関税交渉ではトランプ大統領に完敗したと言われるフォンデアライエン欧州委員長(提供:Daniel Torok/White House/ZUMA Press/アフロ)

(唐鎌 大輔:みずほ銀行チーフマーケット・エコノミスト)

米EU合意、域内は不満が支配

 7月の米雇用統計を受けた金融市場の動揺は完全に収まっていないが、雇用の増勢だけを捉えれば足許で復調している(+1.9万人→+1.4万人→+7.3万人)との見方も可能であり、悲観一色というわけではない。

 関税交渉を巡る不規則発言については警戒を要するものの、対中交渉を除けば、一応の軟着陸を見ており、少しずつ「普通の夏」に戻っていく望みもまだある。

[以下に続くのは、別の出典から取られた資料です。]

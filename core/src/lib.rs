//! # RT Management Core
//!
//! Session-token authority for the RT Management backend: claims, token
//! issuance, validation and revocation, plus the error types shared with the
//! API layer.

pub mod domain;
pub mod services;
pub mod errors;

// Re-export commonly used types for convenience
pub use domain::entities::{Claims, RevocationEntry};
pub use errors::{AuthError, DomainError, TokenError};
pub use services::token::{
    ClaimsCodec, RevocationStore, RevocationSweeper, TokenIssuer, TokenService,
    TokenServiceConfig, TokenValidator,
};
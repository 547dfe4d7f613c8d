//! HTTP surface of the RT Management session-token authority

pub mod app;
pub mod dto;
pub mod handlers;
pub mod middleware;
pub mod routes;
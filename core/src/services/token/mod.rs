//! Token service module for session management
//!
//! This module handles all token-related operations including:
//! - Claims encoding, signing and verification
//! - Token issuance with a fixed lifetime
//! - Token revocation with self-expiring entries
//! - Validation in a fixed check order
//! - Background sweep of expired revocations

mod cleanup;
mod codec;
mod config;
mod issuer;
mod revocation;
mod service;
mod validator;


pub use cleanup::{RevocationSweeper, SweepConfig, SweepResult};
pub use codec::ClaimsCodec;
pub use config::TokenServiceConfig;
pub use issuer::TokenIssuer;
pub use revocation::RevocationStore;
pub use service::TokenService;
pub use validator::TokenValidator;
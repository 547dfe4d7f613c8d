//! Token validation pipeline

use std::sync::Arc;

use chrono::Utc;

use crate::domain::entities::token::Claims;
use crate::errors::TokenError;

use super::codec::ClaimsCodec;
use super::revocation::RevocationStore;

/// Validates bearer tokens presented on authenticated requests.
///
/// Checks run in a fixed order: revocation, then structure and signature, then
/// expiry. A token still held by the revocation list reports
/// [`TokenError::Revoked`] even if its signature would also fail. Revocations
/// lapse together with the token's own `exp`, after which the token reports
/// [`TokenError::Expired`].
pub struct TokenValidator {
    codec: Arc<ClaimsCodec>,
    revocations: Arc<RevocationStore>,
}

impl TokenValidator {
    pub fn new(codec: Arc<ClaimsCodec>, revocations: Arc<RevocationStore>) -> Self {
        Self { codec, revocations }
    }

    /// Returns the token's claims, or the first failed check
    pub fn validate(&self, token: &str) -> Result<Claims, TokenError> {
        if self.revocations.is_revoked(token) {
            return Err(TokenError::Revoked);
        }

        let claims = self.codec.decode(token)?;

        if claims.is_expired_at(Utc::now()) {
            return Err(TokenError::Expired);
        }

        Ok(claims)
    }
}
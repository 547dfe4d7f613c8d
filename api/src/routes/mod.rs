pub mod admin;
pub mod auth;
//! Authentication route handlers
//!
//! - Logout (revokes the caller's token)
//! - Token refresh
//! - Profile of the authenticated caller

pub mod logout;
pub mod profile;
pub mod refresh;

use std::sync::Arc;

use rt_core::TokenService;
use rt_shared::config::CorsConfig;

/// Application state shared by all handlers
pub struct AppState {
    pub token_service: Arc<TokenService>,
    pub cors: CorsConfig,
}

impl AppState {
    pub fn new(token_service: Arc<TokenService>) -> Self {
        Self {
            token_service,
            cors: CorsConfig::default(),
        }
    }

    pub fn with_cors(mut self, cors: CorsConfig) -> Self {
        self.cors = cors;
        self
    }
}
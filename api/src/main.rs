use std::sync::Arc;

use actix_web::{web, HttpServer};
use anyhow::Context;
use tracing::{info, warn};
use tracing_subscriber::EnvFilter;

use rt_api::app::create_app;
use rt_api::routes::auth::AppState;
use rt_core::services::token::SweepConfig;
use rt_core::{RevocationSweeper, TokenService, TokenServiceConfig};
use rt_shared::config::{AppConfig, LogFormat, LoggingConfig};

#[actix_web::main]
async fn main() -> anyhow::Result<()> {
    // Load environment variables
    dotenvy::dotenv().ok();

    let config = match AppConfig::load() {
        Ok(config) => config,
        Err(e) => {
            eprintln!("Falling back to environment configuration: {}", e);
            AppConfig::from_env()
        }
    };

    init_tracing(&config.logging);
    info!("Starting RT Management API ({})", config.environment);

    if config.auth.jwt.is_using_default_secret() {
        warn!("JWT_SECRET is not set, using the built-in development secret");
    }

    let token_config = TokenServiceConfig::from_auth_config(&config.auth)
        .context("invalid token configuration")?;
    let token_service = Arc::new(TokenService::new(token_config).context("cannot create token service")?);
    info!(ttl_seconds = token_service.token_ttl().num_seconds(), "token service ready");

    let sweeper = Arc::new(RevocationSweeper::new(
        token_service.revocation_store(),
        SweepConfig::from(&config.auth.revocation),
    ));
    sweeper.start_background_task();

    let app_state = web::Data::new(
        AppState::new(Arc::clone(&token_service)).with_cors(config.cors.clone()),
    );

    let bind_address = config.server.bind_address();
    info!("Server will bind to: {}", bind_address);

    let mut server = HttpServer::new(move || create_app(app_state.clone()));
    if config.server.workers > 0 {
        server = server.workers(config.server.workers);
    }

    server
        .bind(&bind_address)
        .with_context(|| format!("cannot bind {}", bind_address))?
        .run()
        .await
        .context("server terminated with an error")
}

fn init_tracing(logging: &LoggingConfig) {
    let filter = EnvFilter::try_from_default_env()
        .unwrap_or_else(|_| EnvFilter::new(&logging.level));
    let builder = tracing_subscriber::fmt()
        .with_env_filter(filter)
        .with_ansi(logging.colored);

    match logging.format {
        LogFormat::Pretty => builder.pretty().init(),
        LogFormat::Compact => builder.compact().init(),
    }
}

◎令和版ブラックマンデー再来は回避も楽観視は禁物、ひどすぎる雇用統計に現れた関税の痛みとトランプ派議長の足音(JBpress)

 ところで、7月27日に大枠合意が発表された米国とEU(欧州連合)の関税交渉について、日本では報道が乏しいように思える。これは参院選と日米関税合意の直後であったため、関心が逸れていたという事情が大きそうだ。合意内容には、日米交渉とはまた違ったEU特有の苦しみも透けて見えるため、今回、簡単に整理しておきたい。

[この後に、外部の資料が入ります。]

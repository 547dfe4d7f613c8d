//! Revocation list maintenance, restricted to administrators

use actix_web::{web, HttpResponse};
use serde_json::json;
use tracing::info;

use crate::routes::auth::AppState;

/// Handler for GET /api/v1/admin/revocations
pub async fn revocation_stats(state: web::Data<AppState>) -> HttpResponse {
    let entries = state.token_service.revocation_store().entries();
    let next_expiry = entries.iter().map(|e| e.expires_at).min();

    HttpResponse::Ok().json(json!({
        "revoked_tokens": entries.len(),
        "next_expiry": next_expiry.map(|t| t.to_rfc3339()),
    }))
}

/// Handler for POST /api/v1/admin/revocations/purge
///
/// Runs an expiry sweep immediately instead of waiting for the background one.
pub async fn purge_revocations(state: web::Data<AppState>) -> HttpResponse {
    let purged = state.token_service.purge_expired();
    let remaining = state.token_service.revoked_count();
    info!(purged, remaining, "manual revocation purge");

    HttpResponse::Ok().json(json!({
        "purged": purged,
        "remaining": remaining,
    }))
}
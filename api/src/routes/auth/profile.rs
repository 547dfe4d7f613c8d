use actix_web::HttpResponse;

use crate::dto::auth::ProfileResponse;
use crate::middleware::auth::AuthContext;

/// Handler for GET /api/v1/auth/profile
///
/// Returns the identity carried by the caller's token.
pub async fn profile(auth: AuthContext) -> HttpResponse {
    HttpResponse::Ok().json(ProfileResponse {
        user_id: auth.user_id,
        username: auth.username,
        level_id: auth.level_id,
    })
}
//! Integration tests for bearer authentication and level guards

mod common;

use actix_web::{http::StatusCode, test, web, App, HttpResponse};
use chrono::Duration;
use rt_api::app::create_app;
use rt_api::middleware::auth::{AuthContext, JwtAuth};
use rt_api::middleware::role::{RequireLevel, ADMIN_LEVEL, STAFF_LEVEL};

use common::{app_state, bearer, short_lived_token_service, token_service};

#[actix_web::test]
async fn test_middleware_requires_auth_header() {
    let app = test::init_service(
        App::new()
            .wrap(JwtAuth::new(token_service()))
            .route("/protected", web::get().to(|| async { HttpResponse::Ok().body("Protected content") })),
    )
    .await;

    let req = test::TestRequest::get().uri("/protected").to_request();
    let resp = test::call_service(&app, req).await;
    assert_eq!(resp.status(), StatusCode::UNAUTHORIZED);

    let body: serde_json::Value = test::read_body_json(resp).await;
    assert_eq!(body["error"], "MISSING_CREDENTIALS");
    assert_eq!(body["message"], "Authorization header required");
}

#[actix_web::test]
async fn test_middleware_rejects_malformed_header() {
    let app = test::init_service(
        App::new()
            .wrap(JwtAuth::new(token_service()))
            .route("/protected", web::get().to(|| async { HttpResponse::Ok().finish() })),
    )
    .await;

    for value in ["Token abc", "Bearer", "Bearer a b"] {
        let req = test::TestRequest::get()
            .uri("/protected")
            .insert_header(("Authorization", value))
            .to_request();
        let resp = test::call_service(&app, req).await;
        assert_eq!(resp.status(), StatusCode::UNAUTHORIZED, "{}", value);

        let body: serde_json::Value = test::read_body_json(resp).await;
        assert_eq!(body["message"], "Invalid authorization format");
    }
}

#[actix_web::test]
async fn test_middleware_rejects_invalid_token() {
    let app = test::init_service(
        App::new()
            .wrap(JwtAuth::new(token_service()))
            .route("/protected", web::get().to(|| async { HttpResponse::Ok().finish() })),
    )
    .await;

    let req = test::TestRequest::get()
        .uri("/protected")
        .insert_header(bearer("invalid-token"))
        .to_request();
    let resp = test::call_service(&app, req).await;
    assert_eq!(resp.status(), StatusCode::UNAUTHORIZED);

    let body: serde_json::Value = test::read_body_json(resp).await;
    assert_eq!(body["error"], "UNAUTHORIZED");
    assert_eq!(body["message"], "Invalid or expired token");
}

#[actix_web::test]
async fn test_rejection_is_localised() {
    let app = test::init_service(
        App::new()
            .wrap(JwtAuth::new(token_service()))
            .route("/protected", web::get().to(|| async { HttpResponse::Ok().finish() })),
    )
    .await;

    let req = test::TestRequest::get()
        .uri("/protected")
        .insert_header(("Accept-Language", "id-ID,id;q=0.9"))
        .to_request();
    let resp = test::call_service(&app, req).await;

    let body: serde_json::Value = test::read_body_json(resp).await;
    assert_eq!(body["message"], "Header Authorization diperlukan");
}

#[actix_web::test]
async fn test_token_from_other_secret_is_rejected() {
    let foreign = rt_core::TokenService::new(rt_core::TokenServiceConfig::new("someone-else"))
        .unwrap()
        .issue(1, "admin", ADMIN_LEVEL)
        .unwrap();
    let app = test::init_service(create_app(app_state(&token_service()))).await;

    let req = test::TestRequest::get()
        .uri("/api/v1/auth/profile")
        .insert_header(bearer(&foreign))
        .to_request();
    let resp = test::call_service(&app, req).await;
    assert_eq!(resp.status(), StatusCode::UNAUTHORIZED);
}

#[actix_web::test]
async fn test_expired_token_is_rejected() {
    let service = short_lived_token_service(Duration::seconds(1));
    let token = service.issue(4, "warga", 3).unwrap();
    let app = test::init_service(create_app(app_state(&service))).await;

    actix_rt::time::sleep(std::time::Duration::from_secs(2)).await;

    let req = test::TestRequest::get()
        .uri("/api/v1/auth/profile")
        .insert_header(bearer(&token))
        .to_request();
    let resp = test::call_service(&app, req).await;
    assert_eq!(resp.status(), StatusCode::UNAUTHORIZED);
}

#[actix_web::test]
async fn test_public_paths_skip_authentication() {
    let service = token_service();
    let app = test::init_service(create_app(app_state(&service))).await;

    let req = test::TestRequest::get().uri("/health").to_request();
    let resp = test::call_service(&app, req).await;
    assert_eq!(resp.status(), StatusCode::OK);

    let body: serde_json::Value = test::read_body_json(resp).await;
    assert_eq!(body["status"], "healthy");
    assert_eq!(body["revoked_tokens"], 0);

    let req = test::TestRequest::get().uri("/api/docs").to_request();
    let resp = test::call_service(&app, req).await;
    assert_eq!(resp.status(), StatusCode::OK);

    let body: serde_json::Value = test::read_body_json(resp).await;
    assert!(body["authenticated_as"].is_null());
}

#[actix_web::test]
async fn test_unmounted_paths_are_not_public() {
    let service = token_service();
    let app = test::init_service(create_app(app_state(&service))).await;

    let req = test::TestRequest::post().uri("/api/v1/auth/login").to_request();
    let resp = test::call_service(&app, req).await;
    assert_eq!(resp.status(), StatusCode::UNAUTHORIZED);
}

#[actix_web::test]
async fn test_optional_auth_reports_caller_on_public_path() {
    let service = token_service();
    let token = service.issue(9, "Bu Sekretaris", STAFF_LEVEL).unwrap();
    let app = test::init_service(create_app(app_state(&service))).await;

    let req = test::TestRequest::get()
        .uri("/api/docs")
        .insert_header(bearer(&token))
        .to_request();
    let resp = test::call_service(&app, req).await;

    let body: serde_json::Value = test::read_body_json(resp).await;
    assert_eq!(body["authenticated_as"], "Bu Sekretaris");
}

#[actix_web::test]
async fn test_profile_echoes_token_identity() {
    let service = token_service();
    let token = service.issue(21, "Pak Budi", 3).unwrap();
    let app = test::init_service(create_app(app_state(&service))).await;

    let req = test::TestRequest::get()
        .uri("/api/v1/auth/profile")
        .insert_header(bearer(&token))
        .to_request();
    let resp = test::call_service(&app, req).await;
    assert_eq!(resp.status(), StatusCode::OK);

    let body: serde_json::Value = test::read_body_json(resp).await;
    assert_eq!(body["user_id"], 21);
    assert_eq!(body["username"], "Pak Budi");
    assert_eq!(body["level_id"], 3);
}

#[actix_web::test]
async fn test_auth_context_extractor_without_middleware() {
    async fn protected_handler(auth: AuthContext) -> HttpResponse {
        HttpResponse::Ok().json(serde_json::json!({ "user_id": auth.user_id }))
    }

    let app = test::init_service(App::new().route("/protected", web::get().to(protected_handler))).await;

    let req = test::TestRequest::get().uri("/protected").to_request();
    let resp = test::call_service(&app, req).await;
    assert_eq!(resp.status(), StatusCode::UNAUTHORIZED);
}

#[actix_web::test]
async fn test_level_guard_rejects_lower_level() {
    let service = token_service();
    let token = service.issue(30, "warga", 3).unwrap();
    let app = test::init_service(create_app(app_state(&service))).await;

    let req = test::TestRequest::get()
        .uri("/api/v1/admin/revocations")
        .insert_header(bearer(&token))
        .to_request();
    let resp = test::call_service(&app, req).await;
    assert_eq!(resp.status(), StatusCode::FORBIDDEN);

    let body: serde_json::Value = test::read_body_json(resp).await;
    assert_eq!(body["error"], "INSUFFICIENT_PERMISSIONS");
    assert_eq!(body["message"], "Insufficient permissions");
}

#[actix_web::test]
async fn test_level_guard_admits_admin() {
    let service = token_service();
    let admin = service.issue(1, "Pak RT", ADMIN_LEVEL).unwrap();
    let other = service.issue(2, "warga", 3).unwrap();
    service.revoke(&other).unwrap();
    let app = test::init_service(create_app(app_state(&service))).await;

    let req = test::TestRequest::get()
        .uri("/api/v1/admin/revocations")
        .insert_header(bearer(&admin))
        .to_request();
    let resp = test::call_service(&app, req).await;
    assert_eq!(resp.status(), StatusCode::OK);

    let body: serde_json::Value = test::read_body_json(resp).await;
    assert_eq!(body["revoked_tokens"], 1);
    assert!(body["next_expiry"].is_string());

    let req = test::TestRequest::post()
        .uri("/api/v1/admin/revocations/purge")
        .insert_header(bearer(&admin))
        .to_request();
    let resp = test::call_service(&app, req).await;
    assert_eq!(resp.status(), StatusCode::OK);

    let body: serde_json::Value = test::read_body_json(resp).await;
    assert_eq!(body["purged"], 0);
    assert_eq!(body["remaining"], 1);
}

#[actix_web::test]
async fn test_level_guard_without_authentication() {
    let app = test::init_service(
        App::new()
            .wrap(RequireLevel::new([ADMIN_LEVEL, STAFF_LEVEL]))
            .route("/staff", web::get().to(|| async { HttpResponse::Ok().finish() })),
    )
    .await;

    let req = test::TestRequest::get().uri("/staff").to_request();
    let resp = test::call_service(&app, req).await;
    assert_eq!(resp.status(), StatusCode::UNAUTHORIZED);
}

 既報の通り、フォンデアライエン欧州委員長は7月27日、米国がEU製品の大部分に対する関税率を一律15%にすることで合意したことを明らかにしている。

 この対象製品には事前に注目されていた自動車、半導体、医薬品も含まれる。30%まで引き上げられていた追加関税率が半減したことになり、報道直後は安堵感が広がった。

 もっとも、加盟国首脳からの評価はかなり厳しいものであった。